Either experience the complete joy of a full donut or fully punish yourself. None of this half-measure crap, please.
I like the sound of thunder because there’s always a tiny little chance that my ex will be struck by lightning
Don’t pay your taxes. Get sent to a cool ass prison. Boom, now taxes pay you. Life hack.
Me: “Your baby looks just like you.”
-“Thank you!”
Me: “Funny you took that as a compliment but ok.”
ME: I was just stung by a WASP.
FRIEND: Are you hurt?!
ME: Yes, she said my hair is dry, and my handbag should be on a hobo’s stick.
Mockingbird: I imitate other birds.
Hummingbird: I make a humming noise. What do you do?
Swallow: *Blushes*
this is the most humiliating day of my life
Twitter action film:
MAN 1: Follow me.
MAN 2: On Twitter?
MAN 1: No. Physically, follow me. Or you’ll be killed.
MAN 2: On Twitter?
I finally figured out the moral of Beauty and the Beast: Sure,Gaston had good looks. But the Beast had shitloads of money.Good choice, Belle
7-year-old: You got a letter!
Me: It’s a bill.
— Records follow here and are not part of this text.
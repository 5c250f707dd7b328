use rust_decimal::Decimal;
use sea_orm::entity::prelude::*;
use serde::{Deserialize, Serialize};
use uuid::Uuid;

/// Order line: a snapshot of product name, image and price at checkout.
#[derive(Clone, Debug, PartialEq, DeriveEntityModel, Serialize, Deserialize)]
#[sea_orm(table_name = "order_items")]
#[serde(rename_all = "camelCase")]
pub struct Model {
    #[sea_orm(primary_key, auto_increment = false)]
    pub id: Uuid,
    #[serde(skip_serializing, default)]
    pub order_id: Uuid,
    #[serde(rename = "product")]
    pub product_id: Uuid,
    pub name: String,
    pub image: Option<String>,
    pub price: Decimal,
    pub amount: i32,
}

impl Model {
    pub fn line_total(&self) -> Decimal {
        self.price * Decimal::from(self.amount)
    }
}

#[derive(Copy, Clone, Debug, EnumIter, DeriveRelation)]
pub enum Relation {
    #[sea_orm(
        belongs_to = "super::order::Entity",
        from = "Column::OrderId",
        to = "super::order::Column::Id"
    )]
    Order,
}

impl Related<super::order::Entity> for Entity {
    fn to() -> RelationDef {
        Relation::Order.def()
    }
}

impl ActiveModelBehavior for ActiveModel {}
I owe money.
7: Not if you throw it away.
She’s my financial planner now.
I’m at my most Liam Neeson when my food is missing from the employee fridge.
Dr: You have walking pneumonia.
Me: That’s impossible.
Dr: Wha..
Me: I’ve never walked a day in my life.
[at dry cleaners]
Me: Hi, did I drop something off here a few weeks ago?
Owner: Yes
Son: *walks out from back* Daddy!!!
gas pump: do you want a receipt? Y/N
me: *presses yes*
gas pump:
me: *pressing harder* YES
gas pump: lol nope
If you call & I don’t answer, I’m not dead, I’m napping.
– Things I have to say to my mom
My kid is mad that his little brother asked for a sip then drank all his water and I never knew justice could taste so sweet
Every generation gets the Batman it deserves, not the Batman that it wants, and then two additional Batmans.
I want an HGTV show called “How Do You Like Your Open Concept Now?”
My dog stayed up late playing with the neighbor dog last night and then he slept till 11am and he won’t tell me a thing about her, is this what it’s like to parent a teenager?
*shakes the internet like a magic 8-ball* What am I mad about today?
You’d think with food shortages around the world someone would have come up with a way to grow pepperoni pizza trees or something.
You’re trying to get me drunk aren’t you?
Me to myself
Someone explain why clothes are so expensive? I should not have to pay this much to not be naked. People should pay ME to not be naked
haha just plucked a shoulder hair so long it could only have been written by George R.R. Martin, who is widely known for abjuring brevity in
*screaming at the smoke alarm*
DOES THIS SEEM HELPFUL TO YOU???
Weird how the paranormal investigators always assume the ghosts speak English.
Being an adult is mostly just wondering if the stuff in the dishwasher is dirty or clean while eating soup out of a sand castle bucket.
Screw your Twitter Crushes and Twitter Husbands and Twitter Nemeses. I want a Twitter Penguin. I want a pet penguin, but only on Twitter.
Trump wants to ban Muslims but if we learned anything from Prohibition it’s that people will just make Muslims in their bathtubs.